Michael began the lecture by acknowledging an easily recognizable, if polarizing figure within the community: Caitlyn Jenner. Mr. Gilbert and sometimes Miqqi brought up the positive role that Jenner has played in the battle for trans rights, despite having distasteful political views and piles of money. Michael proceeded through a long list of those who preceded Ms. Jenner which included Christine Jorgensen, a G-I from WWII who transitioned into a beautiful woman after the war. Others included; Caroline Cosser, a Bond girl, and Dierdre McCloskey, a renowned economist.
Michael elaborated on Jenner’s positive role by highlighting how the desensitization of the greater public to trans people is always a positive thing, despite Caitlyn “becoming a star without putting in the time”. Michael used an example from his own life to display how this works. He recalled how once a semester he will deliver a lecture “en femme” as he likes to call it. Michael mimicked how some students would snicker and point at first, but as the lecture went on, but by the end they would taking notes and addressing him as “Miqqi”. This is the effect that Caitlyn has on the public when she accepts awards at the ESPY’s.
What followed this anecdote was an explaination of the difference between sex and gender, particularly how gender is an extension of cultural norms and values that are ascribed to people based on their sexual organs. Michael stressed that gender norms and values vary across many cultures and are not universal. Think of the difference between Italian families in which the mother is often a matriarch versus traditional Anglo-Saxon ones in which women are depicted as historically subservient.
Michael then enacted the fingernail test in which he asked the room to look at their fingernails. According to the test if one views their nails from the back of their hand while extending your fingers, this is the way a girl looks at their nails. Whereas the reverse is true if one looks at them while the fingers are balled up. Michael describes these as “gender rules”, that are enforced to ensure that people adhere to their gender based on their sex.
However, as people age, the enforcement of these gender rules can escalate from ridicule and social exclusion to violence. This assertion put forward by Michael is supported by the stats. Despite constituting just 2% of the total population of the LGBT community, trans people account for 50% of said community’s murder victims in America. This is objectively terrible, and according to Megan Sommerville in an article for Chicago Now, constitutes a genocide on transgendered people.
Michael states that this violence and enforcement of rules is arbitrary, and based on a social construction that is obsessed with genitals and not the people that they are attached to.
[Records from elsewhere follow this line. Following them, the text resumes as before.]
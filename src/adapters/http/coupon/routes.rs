//! HTTP routes for coupon endpoints.

use axum::{routing::post, Router};

use super::handlers::{issue_coupon, redeem_coupon, validate_coupon, CouponHandlers};

/// Creates the coupon router, mounted at `/api/coupons`.
pub fn coupon_routes(handlers: CouponHandlers) -> Router {
    Router::new()
        .route("/", post(issue_coupon))
        .route("/validate", post(validate_coupon))
        .route("/redeem", post(redeem_coupon))
        .with_state(handlers)
}

#[cfg(test)]
mod tests {
    use super::*;
    use crate::adapters::auth::MockAuthProvider;
    use crate::adapters::http::middleware::{auth_middleware, AuthState};
    use crate::adapters::memory::{InMemoryCouponLedger, InMemoryStoreDirectory};
    use crate::application::handlers::coupon::{
        IssueCouponHandler, RedeemCouponHandler, ValidateCouponHandler,
    };
    use crate::domain::coupon::{messages, Coupon, CouponCode};
    use crate::domain::directory::{Location, Store};
    use crate::domain::foundation::{LocationId, StoreId, Timestamp};
    use crate::ports::CouponLedger;
    use axum::body::{to_bytes, Body};
    use axum::http::{Request, StatusCode};
    use axum::response::Response;
    use std::sync::Arc;
    use tower::ServiceExt;

    struct Fixture {
        handlers: CouponHandlers,
        ledger: Arc<InMemoryCouponLedger>,
        location_id: LocationId,
    }

    impl Fixture {
        fn app(&self) -> Router {
            coupon_routes(self.handlers.clone())
        }

        fn authed_app(&self, provider: AuthState) -> Router {
            coupon_routes(self.handlers.clone()).layer(axum::middleware::from_fn_with_state(
                provider,
                auth_middleware,
            ))
        }

        async fn seed_coupon(&self) -> Coupon {
            let coupon = Coupon::issue(CouponCode::generate(), self.location_id, Timestamp::now());
            self.ledger.insert(&coupon).await.unwrap();
            coupon
        }
    }

    async fn fixture() -> Fixture {
        let ledger = Arc::new(InMemoryCouponLedger::new());
        let directory = Arc::new(InMemoryStoreDirectory::new());

        let location = Location {
            id: LocationId::new(),
            slug: "shop1".to_string(),
            name: "Shop1".to_string(),
            coupon_expiry_days: None,
            is_active: true,
            created_at: Timestamp::now(),
        };
        let location_id = location.id;
        directory.add_location(location).await;
        directory
            .add_store(Store {
                id: StoreId::new(),
                location_id,
                slug: "shop1-counter".to_string(),
                name: "Shop1 Counter".to_string(),
                description: None,
                is_active: true,
                created_at: Timestamp::now(),
            })
            .await;

        let ledger_port: Arc<dyn CouponLedger> = ledger.clone();
        let handlers = CouponHandlers::new(
            Arc::new(IssueCouponHandler::new(
                ledger_port.clone(),
                directory.clone(),
            )),
            Arc::new(ValidateCouponHandler::new(
                ledger_port.clone(),
                directory.clone(),
            )),
            Arc::new(RedeemCouponHandler::new(ledger_port, directory)),
        );

        Fixture {
            handlers,
            ledger,
            location_id,
        }
    }

    fn scan_request(uri: &str, code: &str, store: &str) -> Request<Body> {
        Request::builder()
            .method("POST")
            .uri(uri)
            .header("content-type", "application/json")
            .body(Body::from(
                serde_json::json!({ "code": code, "store": store }).to_string(),
            ))
            .unwrap()
    }

    fn issue_request(token: Option<&str>) -> Request<Body> {
        let mut builder = Request::builder()
            .method("POST")
            .uri("/")
            .header("content-type", "application/json");
        if let Some(token) = token {
            builder = builder.header("Authorization", format!("Bearer {token}"));
        }
        builder
            .body(Body::from(
                serde_json::json!({ "location": "shop1" }).to_string(),
            ))
            .unwrap()
    }

    async fn json_body(response: Response) -> serde_json::Value {
        let bytes = to_bytes(response.into_body(), usize::MAX).await.unwrap();
        serde_json::from_slice(&bytes).unwrap()
    }

    #[tokio::test]
    async fn validate_answers_the_valid_envelope() {
        let fx = fixture().await;
        let coupon = fx.seed_coupon().await;

        let response = fx
            .app()
            .oneshot(scan_request("/validate", coupon.code.as_str(), "shop1-counter"))
            .await
            .unwrap();

        assert_eq!(response.status(), StatusCode::OK);
        let body = json_body(response).await;
        assert_eq!(body["success"], true);
        assert_eq!(body["is_valid"], true);
        assert_eq!(body["is_used"], false);
        assert_eq!(body["message"], messages::VALID_COUPON);
    }

    #[tokio::test]
    async fn business_rejection_stays_http_200() {
        let fx = fixture().await;

        let response = fx
            .app()
            .oneshot(scan_request("/validate", "ZZZZ9999", "shop1-counter"))
            .await
            .unwrap();

        assert_eq!(response.status(), StatusCode::OK);
        let body = json_body(response).await;
        assert_eq!(body["success"], true);
        assert_eq!(body["is_valid"], false);
        assert_eq!(body["message"], messages::INVALID_COUPON);
    }

    #[tokio::test]
    async fn unknown_store_is_a_hard_404() {
        let fx = fixture().await;
        let coupon = fx.seed_coupon().await;

        let response = fx
            .app()
            .oneshot(scan_request("/validate", coupon.code.as_str(), "ghost-counter"))
            .await
            .unwrap();

        assert_eq!(response.status(), StatusCode::NOT_FOUND);
        let body = json_body(response).await;
        assert_eq!(body["success"], false);
        assert!(body["error"].is_string());
    }

    #[tokio::test]
    async fn second_redeem_reports_already_used_with_the_store_name() {
        let fx = fixture().await;
        let coupon = fx.seed_coupon().await;
        let app = fx.app();

        let first = app
            .clone()
            .oneshot(scan_request("/redeem", coupon.code.as_str(), "shop1-counter"))
            .await
            .unwrap();
        assert_eq!(first.status(), StatusCode::OK);
        let body = json_body(first).await;
        assert_eq!(body["success"], true);
        assert_eq!(body["is_used"], true);
        assert_eq!(body["message"], messages::COUPON_REDEEMED);
        assert_eq!(body["used_at_store"], "Shop1 Counter");

        let second = app
            .oneshot(scan_request("/redeem", coupon.code.as_str(), "shop1-counter"))
            .await
            .unwrap();
        assert_eq!(second.status(), StatusCode::OK);
        let body = json_body(second).await;
        assert_eq!(body["success"], true);
        assert_eq!(body["is_valid"], true);
        assert_eq!(body["is_used"], true);
        assert_eq!(body["used_at_store"], "Shop1 Counter");
    }

    #[tokio::test]
    async fn issue_requires_a_bearer_token() {
        let fx = fixture().await;
        let (mock, _account) = MockAuthProvider::new().with_test_account("pos-token");
        let app = fx.authed_app(Arc::new(mock));

        let anonymous = app.clone().oneshot(issue_request(None)).await.unwrap();
        assert_eq!(anonymous.status(), StatusCode::UNAUTHORIZED);

        let authed = app.oneshot(issue_request(Some("pos-token"))).await.unwrap();
        assert_eq!(authed.status(), StatusCode::CREATED);
        let body = json_body(authed).await;
        assert_eq!(body["success"], true);
        assert_eq!(body["coupon"]["code"].as_str().unwrap().len(), 8);
    }
}
//! Resend adapter for transactional email.

use std::time::Duration;

use async_trait::async_trait;
use secrecy::{ExposeSecret, Secret};

use crate::domain::foundation::{DomainError, ErrorCode};
use crate::ports::EmailSender;

/// Configuration for the Resend adapter.
#[derive(Debug, Clone)]
pub struct ResendConfig {
    /// API base URL, without a trailing slash.
    pub base_url: String,

    /// Bearer API key.
    pub api_key: Secret<String>,

    /// Sender address, e.g. `"Qoupon <no-reply@qoupon.app>"`.
    pub from: String,
}

pub struct ResendEmailSender {
    config: ResendConfig,
    http_client: reqwest::Client,
}

impl ResendEmailSender {
    pub fn new(config: ResendConfig) -> Result<Self, DomainError> {
        let http_client = reqwest::Client::builder()
            .timeout(Duration::from_secs(10))
            .build()
            .map_err(|e| {
                DomainError::new(
                    ErrorCode::EmailError,
                    format!("Failed to build HTTP client: {e}"),
                )
            })?;

        Ok(Self {
            config,
            http_client,
        })
    }
}

fn verification_body(code: &str) -> String {
    format!(
        "<p>인증 코드: <strong>{code}</strong></p>\
         <p>이 코드는 10분 동안 유효합니다.</p>"
    )
}

#[async_trait]
impl EmailSender for ResendEmailSender {
    async fn send_verification_code(&self, to: &str, code: &str) -> Result<(), DomainError> {
        let url = format!("{}/emails", self.config.base_url.trim_end_matches('/'));
        let response = self
            .http_client
            .post(&url)
            .bearer_auth(self.config.api_key.expose_secret())
            .json(&serde_json::json!({
                "from": self.config.from,
                "to": [to],
                "subject": "이메일 인증 코드",
                "html": verification_body(code),
            }))
            .send()
            .await
            .map_err(|e| {
                tracing::error!("email send failed: {e}");
                DomainError::new(ErrorCode::EmailError, "Email service unavailable")
            })?;

        if !response.status().is_success() {
            let status = response.status();
            tracing::error!("email service returned {status}");
            return Err(DomainError::new(
                ErrorCode::EmailError,
                format!("Email service returned {status}"),
            ));
        }
        Ok(())
    }
}

#[cfg(test)]
mod tests {
    use super::*;

    #[test]
    fn body_carries_the_code() {
        let body = verification_body("123456");
        assert!(body.contains("123456"));
    }
}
Michael advocates for a world where people are allowed to be the gender that they identify with without facing backlash, identifying certain hypocrisies that women are allowed to get breast enlargements with ease while medicinal red tape is applied heavily to those who want breast reductions. The same can be said regarding men who want to take testosterone versus men who want to engage in hormone replacement therapy.
Michael emphatically outlined the amount of mental trauma associated with being told that everything a person knows themselves to be is not true. Unfortunately, this is the reality for many of those who are transgendered. He ended the lecture by stating how much stress would be relieved from the world and those living within it would be erased if we lived in a world where gender laws were not enforced.